My second novel, Bronze Skin, Ivory Heart, set for release next year, continues in that emotional space but expands it. It explores love, identity, and the tensions that come with relationships shaped by culture, expectation, and personal history.

Alongside my novels, I write short stories that allow me to experiment with voice and form. “A Year I Cooked” was published in Brittle Paper’s Christmas anthology. “A Silence of a Crier” is forthcoming in Kalamari Review, and “A Name in the Dark” is a more personal, evolving project. Across all my work, I’m interested in inner lives: the contradictions, vulnerabilities, and quiet moments that shape who we become.

Stories That Refuse Simplification

When I think about the role storytelling should play in challenging misconceptions about African societies, I feel strongly about this:

Storytelling has a responsibility not to present Africa in ways that make it digestible to outsiders, but to tell the truth in all its complexity. For too long, African stories have been reduced to narrow narratives. While those realities exist, they are not the whole story. Literature should make space for joy, softness, ambition, romance, and contradiction. It’s about reclaiming authorship, allowing African characters to exist as full, complex people, not stereotypes. Storytelling challenges misconceptions by refusing simplification. It reminds people that African societies are layered, evolving, and deeply human.

Nonye’s Featured Work

TitleFormatStatus
Black Ink, White PaperNovel (Hearts and Skin series)Debut
Bronze Skin, Ivory HeartNovel (Hearts and Skin series)Set for release in 2027
“A Year I Cooked”Short storyPublished in Brittle Paper’s Christmas anthology
“A Silence of a Crier”Short storyForthcoming in Kalamari Review
“A Name in the Dark”Short storyEvolving personal project

The Things We Carry but Don’t Say

As for the conversations I hope my work opens up, I want them to be honest, sometimes uncomfortable, the kind people don’t always know how to start. I want conversations about identity, what it means to exist between cultures, and what it costs to constantly edit yourself to belong. I want conversations about love, the complicated kind shaped by power, expectation, and difference. And I want space for quieter conversations too, about grief, silence, family, and the things we carry but don’t say.
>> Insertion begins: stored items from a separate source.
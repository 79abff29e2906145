pub mod config;
pub mod error;
pub mod io_struct;
pub mod logging;
pub mod provider;
pub mod relay_state;
pub mod server;

pub use error::{RelayError, RelayResult};
pub use relay_state::{RelayConfig, RelayState};
use crate::error::RelayError;
use serde::{Deserialize, Serialize};

pub const ANTHROPIC_VERSION: &str = "bedrock-2023-05-31";
pub const DEFAULT_MAX_TOKENS: u32 = 1024;
pub const DEFAULT_TEMPERATURE: f64 = 0.7;
pub const DEFAULT_TOP_P: f64 = 0.9;

/// Body of `POST /chat`.
#[derive(Debug, Deserialize, Serialize)]
pub struct ChatRequest {
    pub message: String,
}

#[derive(Debug, Deserialize, Serialize, PartialEq)]
pub struct ChatResponse {
    pub response: String,
}

/// Sampling parameters sent with every inference request.
#[derive(Debug, Clone, PartialEq)]
pub struct GenerationParams {
    /// Upper bound on generated tokens (default 1024).
    pub max_tokens: u32,
    /// Sampling temperature (default 0.7).
    pub temperature: f64,
    /// Nucleus-sampling threshold (default 0.9).
    pub top_p: f64,
    /// Stop sequences; omitted from the payload when empty (default none).
    pub stop_sequences: Vec<String>,
}

impl Default for GenerationParams {
    fn default() -> Self {
        Self {
            max_tokens: DEFAULT_MAX_TOKENS,
            temperature: DEFAULT_TEMPERATURE,
            top_p: DEFAULT_TOP_P,
            stop_sequences: Vec::new(),
        }
    }
}

#[derive(Debug, Clone, Copy, Deserialize, Serialize, PartialEq, Eq)]
#[serde(rename_all = "lowercase")]
pub enum Role {
    User,
}

#[derive(Debug, Clone, Deserialize, Serialize, PartialEq)]
#[serde(tag = "type", rename_all = "snake_case")]
pub enum ContentBlock {
    Text { text: String },
}

#[derive(Debug, Clone, Deserialize, Serialize, PartialEq)]
pub struct Message {
    pub role: Role,
    pub content: Vec<ContentBlock>,
}

/// Anthropic messages payload in the shape Bedrock's `InvokeModel` expects.
#[derive(Debug, Deserialize, Serialize)]
pub struct InferenceRequest {
    pub anthropic_version: String,
    pub messages: Vec<Message>,
    pub max_tokens: u32,
    pub temperature: f64,
    pub top_p: f64,
    #[serde(default, skip_serializing_if = "Vec::is_empty")]
    pub stop_sequences: Vec<String>,
}

impl InferenceRequest {
    pub fn single_turn(message: &str, params: &GenerationParams) -> Self {
        Self {
            anthropic_version: ANTHROPIC_VERSION.to_string(),
            messages: vec![Message {
                role: Role::User,
                content: vec![ContentBlock::Text {
                    text: message.to_string(),
                }],
            }],
            max_tokens: params.max_tokens,
            temperature: params.temperature,
            top_p: params.top_p,
            stop_sequences: params.stop_sequences.clone(),
        }
    }

    pub fn to_payload(&self) -> Result<Vec<u8>, RelayError> {
        serde_json::to_vec(self).map_err(RelayError::Marshal)
    }
}

#[derive(Debug, Deserialize)]
pub struct ResponseBlock {
    #[serde(default)]
    pub text: String,
}

#[derive(Debug, Deserialize)]
pub struct InferenceResponse {
    pub content: Vec<ResponseBlock>,
}

impl InferenceResponse {
    pub fn from_slice(body: &[u8]) -> Result<Self, RelayError> {
        serde_json::from_slice(body).map_err(RelayError::ParseResponse)
    }

    /// Text of the first content block. Bedrock is not expected to return an
    /// empty `content` array, but nothing guarantees it.
    pub fn into_first_text(self) -> Result<String, RelayError> {
        self.content
            .into_iter()
            .next()
            .map(|block| block.text)
            .ok_or(RelayError::EmptyContent)
    }
}
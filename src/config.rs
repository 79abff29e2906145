use crate::relay_state::RelayConfig;
use thiserror::Error;

pub const DEFAULT_PORT: u16 = 8080;
pub const PORT_ENV: &str = "PORT";
pub const DEFAULT_MAX_PAYLOAD_SIZE: usize = 268_435_456; // 256MB

#[derive(Debug, Error, PartialEq)]
pub enum ConfigError {
    #[error("Invalid value for field '{field}': {value} - {reason}")]
    InvalidValue {
        field: String,
        value: String,
        reason: String,
    },

    #[error("Missing required field: {field}")]
    MissingRequired { field: String },
}

pub type ConfigResult<T> = Result<T, ConfigError>;

/// Port from the raw value of `PORT`. Unset and empty both mean the default.
pub fn port_from_env_value(value: Option<&str>) -> ConfigResult<u16> {
    match value.map(str::trim) {
        None | Some("") => Ok(DEFAULT_PORT),
        Some(raw) => raw.parse::<u16>().map_err(|e| ConfigError::InvalidValue {
            field: PORT_ENV.to_string(),
            value: raw.to_string(),
            reason: e.to_string(),
        }),
    }
}

/// An explicit `--port` wins over the environment.
pub fn resolve_port(cli_port: Option<u16>) -> ConfigResult<u16> {
    match cli_port {
        Some(port) => Ok(port),
        None => port_from_env_value(std::env::var(PORT_ENV).ok().as_deref()),
    }
}

pub fn validate(config: &RelayConfig) -> ConfigResult<()> {
    if config.model_id.trim().is_empty() {
        return Err(ConfigError::MissingRequired {
            field: "model_id".to_string(),
        });
    }
    if config.region.trim().is_empty() {
        return Err(ConfigError::MissingRequired {
            field: "region".to_string(),
        });
    }

    if config.max_payload_size == 0 {
        return Err(ConfigError::InvalidValue {
            field: "max_payload_size".to_string(),
            value: "0".to_string(),
            reason: "must be greater than 0".to_string(),
        });
    }

    let generation = &config.generation;
    if generation.max_tokens == 0 {
        return Err(ConfigError::InvalidValue {
            field: "max_tokens".to_string(),
            value: "0".to_string(),
            reason: "must be greater than 0".to_string(),
        });
    }
    if !(0.0..=1.0).contains(&generation.temperature) {
        return Err(ConfigError::InvalidValue {
            field: "temperature".to_string(),
            value: generation.temperature.to_string(),
            reason: "must be between 0.0 and 1.0".to_string(),
        });
    }
    if !(0.0..=1.0).contains(&generation.top_p) {
        return Err(ConfigError::InvalidValue {
            field: "top_p".to_string(),
            value: generation.top_p.to_string(),
            reason: "must be between 0.0 and 1.0".to_string(),
        });
    }
    Ok(())
}
//! Single-column, three-state sort.

use serde::{Deserialize, Serialize};
use shared::domain::{SortDirection, SortField, User};

/// The active sort column and direction, or unsorted.
///
/// A direction only exists together with a column.
#[derive(Debug, Clone, Copy, Default, PartialEq, Eq, Serialize, Deserialize)]
pub struct SortSpec {
    active: Option<(SortField, SortDirection)>,
}

impl SortSpec {
    pub fn unsorted() -> Self {
        Self::default()
    }

    pub fn by(field: SortField, direction: SortDirection) -> Self {
        Self {
            active: Some((field, direction)),
        }
    }

    pub fn field(&self) -> Option<SortField> {
        self.active.map(|(field, _)| field)
    }

    pub fn direction(&self) -> Option<SortDirection> {
        self.active.map(|(_, direction)| direction)
    }

    pub fn active(&self) -> Option<(SortField, SortDirection)> {
        self.active
    }

    pub fn is_unsorted(&self) -> bool {
        self.active.is_none()
    }

    /// Header click on `field`: ascending, then descending, then unsorted.
    /// Clicking a different column always starts over at ascending.
    pub fn toggled(self, field: SortField) -> Self {
        let active = match self.active {
            Some((current, SortDirection::Ascending)) if current == field => {
                Some((field, SortDirection::Descending))
            }
            Some((current, SortDirection::Descending)) if current == field => None,
            _ => Some((field, SortDirection::Ascending)),
        };
        Self { active }
    }

    /// Orders `users` in place. `sort_by` is stable, so rows with equal keys
    /// keep their relative order in both directions.
    pub fn apply(&self, users: &mut [User]) {
        if let Some((field, direction)) = self.active {
            users.sort_by(|a, b| direction.apply(field.compare(a, b)));
        }
    }
}
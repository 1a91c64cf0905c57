use std::{fs, path::Path, time::Duration};

use anyhow::Context;
use serde::Deserialize;
use url::Url;

pub const DEFAULT_USERS_URL: &str = "https://jsonplaceholder.typicode.com/users";
pub const DEFAULT_SETTINGS_FILE: &str = "client.toml";

#[derive(Debug, Clone, PartialEq, Eq)]
pub struct ClientSettings {
    pub users_url: String,
    pub request_timeout_secs: Option<u64>,
    pub command_queue_capacity: usize,
}

impl Default for ClientSettings {
    fn default() -> Self {
        Self {
            users_url: DEFAULT_USERS_URL.into(),
            request_timeout_secs: None,
            command_queue_capacity: 64,
        }
    }
}

impl ClientSettings {
    pub fn users_url(&self) -> anyhow::Result<Url> {
        Url::parse(self.users_url.trim())
            .with_context(|| format!("invalid users url '{}'", self.users_url))
    }

    pub fn request_timeout(&self) -> Option<Duration> {
        self.request_timeout_secs
            .filter(|secs| *secs > 0)
            .map(Duration::from_secs)
    }
}

#[derive(Debug, Default, Deserialize)]
struct FileSettings {
    users_url: Option<String>,
    request_timeout_secs: Option<u64>,
    command_queue_capacity: Option<usize>,
}

/// Defaults, then `client.toml` in the working directory, then environment.
pub fn load_settings() -> anyhow::Result<ClientSettings> {
    load_settings_from(Path::new(DEFAULT_SETTINGS_FILE), |key| std::env::var(key).ok())
}

/// A missing file is not an error; a malformed one is.
pub fn load_settings_from(
    path: &Path,
    env: impl Fn(&str) -> Option<String>,
) -> anyhow::Result<ClientSettings> {
    let mut settings = ClientSettings::default();

    if path.exists() {
        let raw = fs::read_to_string(path)
            .with_context(|| format!("failed to read settings file '{}'", path.display()))?;
        let file_cfg: FileSettings = toml::from_str(&raw)
            .with_context(|| format!("failed to parse settings file '{}'", path.display()))?;
        if let Some(v) = file_cfg.users_url {
            settings.users_url = v;
        }
        if let Some(v) = file_cfg.request_timeout_secs {
            settings.request_timeout_secs = Some(v);
        }
        if let Some(v) = file_cfg.command_queue_capacity {
            settings.command_queue_capacity = v;
        }
    }

    if let Some(v) = env("USERS_URL") {
        settings.users_url = v;
    }
    if let Some(v) = env("APP__USERS_URL") {
        settings.users_url = v;
    }

    if let Some(v) = env("APP__REQUEST_TIMEOUT_SECS") {
        let parsed = v
            .parse::<u64>()
            .with_context(|| format!("APP__REQUEST_TIMEOUT_SECS must be an integer, got '{v}'"))?;
        settings.request_timeout_secs = Some(parsed);
    }

    if let Some(v) = env("APP__COMMAND_QUEUE_CAPACITY") {
        if let Ok(parsed) = v.parse::<usize>() {
            settings.command_queue_capacity = parsed;
        }
    }

    settings.command_queue_capacity = settings.command_queue_capacity.max(1);
    Ok(settings)
}

#[cfg(test)]
#[path = "tests/settings_tests.rs"]
mod tests;
//! Derivation of the visible rows from the raw records, filters and sort.

use shared::domain::User;

use crate::{filters::FilterSet, sort::SortSpec};

/// Rows of `records` that pass every filter, ordered by `sort`. With no
/// active sort the rows stay in fetch order.
pub fn project(records: &[User], filters: &FilterSet, sort: &SortSpec) -> Vec<User> {
    let matcher = filters.matcher();
    let mut view: Vec<User> = records
        .iter()
        .filter(|user| matcher.matches(user))
        .cloned()
        .collect();
    sort.apply(&mut view);
    view
}

#[cfg(test)]
#[path = "tests/projector_tests.rs"]
mod tests;
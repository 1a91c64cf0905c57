//! The table engine: owns the state, runs the one-shot fetch and applies
//! filter and sort commands.

use shared::{
    domain::{FetchStatus, SortField, UserField},
    protocol::{Command, TableEvent},
};
use tokio::sync::{broadcast, watch};
use tracing::{info, warn};

use crate::{
    error::CommandError,
    reducer::{reduce, Action, TableState},
    source::UserSource,
};

pub struct TableEngine<S: UserSource> {
    source: S,
    state: TableState,
    snapshots: watch::Sender<TableState>,
    events: broadcast::Sender<TableEvent>,
}

impl<S: UserSource> TableEngine<S> {
    pub fn new(source: S) -> Self {
        let (snapshots, _) = watch::channel(TableState::default());
        let (events, _) = broadcast::channel(256);
        Self {
            source,
            state: TableState::default(),
            snapshots,
            events,
        }
    }

    pub fn state(&self) -> &TableState {
        &self.state
    }

    /// Receiver that always holds the latest committed state, including the
    /// `loading` state published before the fetch suspends.
    pub fn watch(&self) -> watch::Receiver<TableState> {
        self.snapshots.subscribe()
    }

    pub fn subscribe_events(&self) -> broadcast::Receiver<TableEvent> {
        self.events.subscribe()
    }

    pub(crate) fn event_sender(&self) -> broadcast::Sender<TableEvent> {
        self.events.clone()
    }

    /// Fetches the records once. Only valid while idle; a failed retrieval is
    /// recorded in the state rather than returned.
    pub async fn load(&mut self) -> Result<FetchStatus, CommandError> {
        let status = self.state.status();
        if status != FetchStatus::Idle {
            warn!(%status, "rejecting load outside idle");
            return Err(CommandError::NotIdle { status });
        }

        self.commit(Action::FetchStarted);
        match self.source.fetch_users().await {
            Ok(users) => {
                info!(count = users.len(), "user table loaded");
                self.commit(Action::FetchSucceeded(users));
            }
            Err(err) => {
                let message = err.display_message();
                warn!(error = %message, "user table load failed");
                self.commit(Action::FetchFailed(message.clone()));
                let _ = self.events.send(TableEvent::LoadFailed { message });
            }
        }
        Ok(self.state.status())
    }

    pub fn set_filter(&mut self, field: UserField, pattern: impl Into<String>) {
        self.commit(Action::FilterChanged {
            field,
            pattern: pattern.into(),
        });
    }

    pub fn set_sort(&mut self, field: SortField) {
        self.commit(Action::SortToggled { field });
        let _ = self.events.send(TableEvent::SortChanged {
            sort: self.state.sort().active(),
        });
    }

    /// Drops records, filters and sort and returns to idle so `load` is
    /// valid again.
    pub fn reset(&mut self) {
        info!("user table reset");
        self.commit(Action::Reset);
    }

    pub async fn apply(&mut self, command: Command) -> Result<(), CommandError> {
        match command {
            Command::Load => self.load().await.map(|_| ()),
            Command::SetFilter { field, pattern } => {
                self.set_filter(field, pattern);
                Ok(())
            }
            Command::SetSort { field } => {
                self.set_sort(field);
                Ok(())
            }
            Command::Reset => {
                self.reset();
                Ok(())
            }
        }
    }

    fn commit(&mut self, action: Action) {
        let previous_status = self.state.status();
        let rederives = !matches!(action, Action::FetchStarted | Action::FetchFailed(_));
        let state = std::mem::take(&mut self.state);
        self.state = reduce(state, action);

        if self.state.status() != previous_status {
            let _ = self.events.send(TableEvent::StatusChanged {
                status: self.state.status(),
            });
        }
        if rederives {
            let _ = self.events.send(TableEvent::ViewUpdated {
                visible: self.state.view().len(),
                total: self.state.records().len(),
            });
        }
        self.snapshots.send_replace(self.state.clone());
    }
}

#[cfg(test)]
#[path = "tests/engine_tests.rs"]
mod tests;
Looking ahead, readers can expect me to go deeper emotionally and creatively. Bronze Skin, Ivory Heart will centre Black love more intimately and intentionally, focusing on internal dynamics rather than external validation. I’ll also continue exploring short fiction and building community around my work through conversations, readings, and shared spaces. For me, storytelling doesn’t end with publication. It continues in how people engage with the work.

If you looked at what I’m reading right now, you’d see where my head is at. Death of the Author by Nnedi Okorafor, because of how it explores the relationship between a writer and their work. If Beale Street Could Talk by James Baldwin, for its emotional depth, how it holds love and injustice in the same space. And Don’t Touch My Hair by Emma Dabiri, which grounds me in cultural and historical awareness, especially as someone living in the diaspora. Together, these books reflect the questions I keep returning to in my own writing: identity, voice, and authorship.

More than anything, I want my stories to make people reflect and feel less alone.

So overall, readers can expect more honesty, more intention, and stories that centre on emotional truth. That’s what my diary did for me at thirteen. I’m just building that same space, wider now. And I am not in any rush.